**Task requirements:** Every line containing the string "field" should be returned from the records.

**Data for the task:**
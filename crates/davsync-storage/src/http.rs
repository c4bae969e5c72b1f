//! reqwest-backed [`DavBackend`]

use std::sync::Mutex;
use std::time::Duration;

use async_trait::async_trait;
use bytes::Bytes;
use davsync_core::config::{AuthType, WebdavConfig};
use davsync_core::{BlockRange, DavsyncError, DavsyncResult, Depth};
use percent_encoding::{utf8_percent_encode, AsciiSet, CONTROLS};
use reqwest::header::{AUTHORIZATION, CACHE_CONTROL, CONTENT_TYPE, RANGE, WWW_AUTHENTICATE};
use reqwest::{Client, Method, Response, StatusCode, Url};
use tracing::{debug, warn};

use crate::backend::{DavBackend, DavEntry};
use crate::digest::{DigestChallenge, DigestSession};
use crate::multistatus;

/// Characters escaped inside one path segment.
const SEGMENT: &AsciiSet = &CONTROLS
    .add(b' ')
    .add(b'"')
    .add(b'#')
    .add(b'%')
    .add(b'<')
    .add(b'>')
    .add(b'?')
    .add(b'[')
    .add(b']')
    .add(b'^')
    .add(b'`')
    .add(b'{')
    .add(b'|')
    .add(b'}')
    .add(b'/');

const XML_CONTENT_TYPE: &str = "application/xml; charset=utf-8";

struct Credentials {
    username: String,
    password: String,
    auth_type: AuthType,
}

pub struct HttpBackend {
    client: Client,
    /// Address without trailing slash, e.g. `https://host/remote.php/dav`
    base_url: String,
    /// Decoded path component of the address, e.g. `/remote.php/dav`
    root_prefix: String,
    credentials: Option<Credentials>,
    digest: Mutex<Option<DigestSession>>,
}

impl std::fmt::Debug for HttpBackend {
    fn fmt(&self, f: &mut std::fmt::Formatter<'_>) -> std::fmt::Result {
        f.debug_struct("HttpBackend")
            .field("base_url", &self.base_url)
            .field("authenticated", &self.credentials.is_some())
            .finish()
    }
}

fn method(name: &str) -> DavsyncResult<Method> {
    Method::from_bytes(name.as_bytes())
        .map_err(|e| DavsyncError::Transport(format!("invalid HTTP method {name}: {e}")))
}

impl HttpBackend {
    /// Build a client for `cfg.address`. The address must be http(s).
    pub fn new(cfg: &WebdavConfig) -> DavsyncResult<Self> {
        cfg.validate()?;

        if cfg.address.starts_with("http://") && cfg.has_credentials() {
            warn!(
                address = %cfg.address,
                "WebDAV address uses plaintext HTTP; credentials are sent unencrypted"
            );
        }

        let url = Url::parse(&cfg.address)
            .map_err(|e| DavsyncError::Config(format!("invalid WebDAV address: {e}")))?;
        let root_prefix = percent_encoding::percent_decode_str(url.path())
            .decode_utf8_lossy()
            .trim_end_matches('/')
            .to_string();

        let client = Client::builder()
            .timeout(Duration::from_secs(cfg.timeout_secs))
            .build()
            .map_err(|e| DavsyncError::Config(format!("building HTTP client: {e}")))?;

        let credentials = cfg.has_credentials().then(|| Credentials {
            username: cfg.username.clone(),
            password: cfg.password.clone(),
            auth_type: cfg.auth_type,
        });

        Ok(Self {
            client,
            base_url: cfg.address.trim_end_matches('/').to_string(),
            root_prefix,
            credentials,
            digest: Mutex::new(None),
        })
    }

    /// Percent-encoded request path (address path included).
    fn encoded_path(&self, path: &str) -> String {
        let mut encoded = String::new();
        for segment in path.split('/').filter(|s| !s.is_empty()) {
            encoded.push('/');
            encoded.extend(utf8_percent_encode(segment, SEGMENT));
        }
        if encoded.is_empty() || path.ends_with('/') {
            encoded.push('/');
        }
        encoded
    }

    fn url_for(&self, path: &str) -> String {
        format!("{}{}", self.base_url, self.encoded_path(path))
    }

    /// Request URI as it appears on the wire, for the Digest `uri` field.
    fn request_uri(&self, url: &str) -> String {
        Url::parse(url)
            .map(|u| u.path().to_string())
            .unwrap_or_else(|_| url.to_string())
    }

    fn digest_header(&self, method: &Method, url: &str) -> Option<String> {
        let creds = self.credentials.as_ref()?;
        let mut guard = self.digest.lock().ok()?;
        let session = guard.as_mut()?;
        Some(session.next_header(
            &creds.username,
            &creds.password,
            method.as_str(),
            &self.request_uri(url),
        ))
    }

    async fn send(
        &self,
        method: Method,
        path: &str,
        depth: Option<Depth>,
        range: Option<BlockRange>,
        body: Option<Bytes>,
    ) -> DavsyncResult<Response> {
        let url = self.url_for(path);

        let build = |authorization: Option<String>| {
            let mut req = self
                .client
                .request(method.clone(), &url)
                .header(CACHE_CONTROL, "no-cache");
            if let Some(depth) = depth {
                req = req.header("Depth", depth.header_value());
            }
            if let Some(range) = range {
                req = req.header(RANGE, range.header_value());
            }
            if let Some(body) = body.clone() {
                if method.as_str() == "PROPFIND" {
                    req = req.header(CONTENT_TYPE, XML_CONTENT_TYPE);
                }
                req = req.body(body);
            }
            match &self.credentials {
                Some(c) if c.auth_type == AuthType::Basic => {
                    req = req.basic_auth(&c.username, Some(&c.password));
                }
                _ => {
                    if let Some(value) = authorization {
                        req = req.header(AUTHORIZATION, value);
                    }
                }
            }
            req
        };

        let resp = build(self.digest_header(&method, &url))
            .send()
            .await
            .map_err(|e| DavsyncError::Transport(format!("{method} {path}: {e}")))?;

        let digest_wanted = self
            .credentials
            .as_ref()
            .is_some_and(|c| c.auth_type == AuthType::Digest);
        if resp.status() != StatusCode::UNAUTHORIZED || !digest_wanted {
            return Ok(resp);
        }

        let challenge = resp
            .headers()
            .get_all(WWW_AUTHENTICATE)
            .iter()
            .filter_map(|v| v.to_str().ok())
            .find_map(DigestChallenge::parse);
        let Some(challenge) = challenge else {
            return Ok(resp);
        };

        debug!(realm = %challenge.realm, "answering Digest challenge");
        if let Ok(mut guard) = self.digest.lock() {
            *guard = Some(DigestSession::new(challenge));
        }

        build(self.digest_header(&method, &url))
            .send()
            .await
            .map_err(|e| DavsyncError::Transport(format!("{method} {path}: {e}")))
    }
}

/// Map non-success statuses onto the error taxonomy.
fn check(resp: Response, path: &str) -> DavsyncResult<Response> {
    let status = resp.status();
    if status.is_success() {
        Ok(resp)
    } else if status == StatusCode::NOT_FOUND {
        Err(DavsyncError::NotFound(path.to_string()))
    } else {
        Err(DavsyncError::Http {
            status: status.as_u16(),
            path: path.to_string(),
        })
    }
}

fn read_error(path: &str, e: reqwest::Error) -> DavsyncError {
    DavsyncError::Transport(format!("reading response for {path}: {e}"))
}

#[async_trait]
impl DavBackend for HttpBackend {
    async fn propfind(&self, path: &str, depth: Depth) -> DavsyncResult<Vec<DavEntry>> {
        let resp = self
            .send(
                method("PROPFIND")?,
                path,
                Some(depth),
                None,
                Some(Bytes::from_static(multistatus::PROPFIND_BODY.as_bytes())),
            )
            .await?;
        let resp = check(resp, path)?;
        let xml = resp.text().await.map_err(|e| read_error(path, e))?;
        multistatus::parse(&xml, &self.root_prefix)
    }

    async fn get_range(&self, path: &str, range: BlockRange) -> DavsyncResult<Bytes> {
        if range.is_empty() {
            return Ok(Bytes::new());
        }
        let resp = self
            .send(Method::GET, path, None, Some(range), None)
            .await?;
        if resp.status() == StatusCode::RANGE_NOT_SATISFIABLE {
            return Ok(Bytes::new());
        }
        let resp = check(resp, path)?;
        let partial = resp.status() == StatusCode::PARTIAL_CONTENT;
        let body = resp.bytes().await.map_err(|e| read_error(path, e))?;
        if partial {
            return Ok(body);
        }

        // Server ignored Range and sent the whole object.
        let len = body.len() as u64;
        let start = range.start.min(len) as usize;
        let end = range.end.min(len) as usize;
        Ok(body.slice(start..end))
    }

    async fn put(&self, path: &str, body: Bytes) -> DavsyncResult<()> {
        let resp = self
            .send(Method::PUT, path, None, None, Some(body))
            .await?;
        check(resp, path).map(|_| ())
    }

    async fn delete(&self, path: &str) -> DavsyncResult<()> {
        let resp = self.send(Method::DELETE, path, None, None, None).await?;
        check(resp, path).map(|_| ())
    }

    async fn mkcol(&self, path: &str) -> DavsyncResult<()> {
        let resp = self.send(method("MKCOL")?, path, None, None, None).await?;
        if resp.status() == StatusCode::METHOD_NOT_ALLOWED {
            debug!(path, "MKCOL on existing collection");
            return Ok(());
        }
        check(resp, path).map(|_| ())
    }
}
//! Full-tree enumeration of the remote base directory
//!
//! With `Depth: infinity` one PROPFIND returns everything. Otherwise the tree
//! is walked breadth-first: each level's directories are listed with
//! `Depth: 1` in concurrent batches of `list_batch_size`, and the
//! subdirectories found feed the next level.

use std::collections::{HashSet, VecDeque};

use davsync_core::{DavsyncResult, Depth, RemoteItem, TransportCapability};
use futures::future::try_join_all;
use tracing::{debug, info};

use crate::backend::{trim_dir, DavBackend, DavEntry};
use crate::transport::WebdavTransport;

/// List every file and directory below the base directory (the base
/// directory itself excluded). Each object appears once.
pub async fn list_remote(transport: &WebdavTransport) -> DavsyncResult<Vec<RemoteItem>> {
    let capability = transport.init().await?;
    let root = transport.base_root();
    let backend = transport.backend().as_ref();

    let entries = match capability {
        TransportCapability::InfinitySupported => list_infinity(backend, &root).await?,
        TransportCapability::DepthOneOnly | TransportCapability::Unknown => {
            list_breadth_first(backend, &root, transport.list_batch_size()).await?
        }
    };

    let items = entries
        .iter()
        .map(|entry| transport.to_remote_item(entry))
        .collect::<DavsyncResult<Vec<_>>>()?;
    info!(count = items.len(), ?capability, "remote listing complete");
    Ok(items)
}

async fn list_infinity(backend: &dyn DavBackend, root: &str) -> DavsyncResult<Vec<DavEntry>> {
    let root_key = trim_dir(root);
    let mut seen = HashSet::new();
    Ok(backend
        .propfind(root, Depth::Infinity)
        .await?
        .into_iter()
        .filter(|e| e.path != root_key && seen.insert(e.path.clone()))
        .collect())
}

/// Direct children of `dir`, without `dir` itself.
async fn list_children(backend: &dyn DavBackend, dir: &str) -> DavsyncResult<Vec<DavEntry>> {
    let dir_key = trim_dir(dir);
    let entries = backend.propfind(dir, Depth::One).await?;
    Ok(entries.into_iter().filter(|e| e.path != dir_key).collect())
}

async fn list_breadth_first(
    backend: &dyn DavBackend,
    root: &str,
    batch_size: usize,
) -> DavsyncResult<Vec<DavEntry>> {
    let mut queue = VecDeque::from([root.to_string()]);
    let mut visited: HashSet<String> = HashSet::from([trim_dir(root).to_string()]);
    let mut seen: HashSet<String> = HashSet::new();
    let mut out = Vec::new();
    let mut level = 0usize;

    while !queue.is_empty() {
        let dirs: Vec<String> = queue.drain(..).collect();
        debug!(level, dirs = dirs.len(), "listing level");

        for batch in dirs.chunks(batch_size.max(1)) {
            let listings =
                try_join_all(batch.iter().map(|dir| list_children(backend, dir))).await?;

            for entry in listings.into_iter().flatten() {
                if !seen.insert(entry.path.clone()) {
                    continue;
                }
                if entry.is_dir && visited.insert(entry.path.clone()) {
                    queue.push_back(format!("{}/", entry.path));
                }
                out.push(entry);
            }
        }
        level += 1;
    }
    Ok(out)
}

**Answer to the exercise:**
            .field("base_url", &self.base_url)
            .field("authenticated", &self.credentials.is_some())
    /// Request URI as it appears on the wire, for the Digest `uri` field.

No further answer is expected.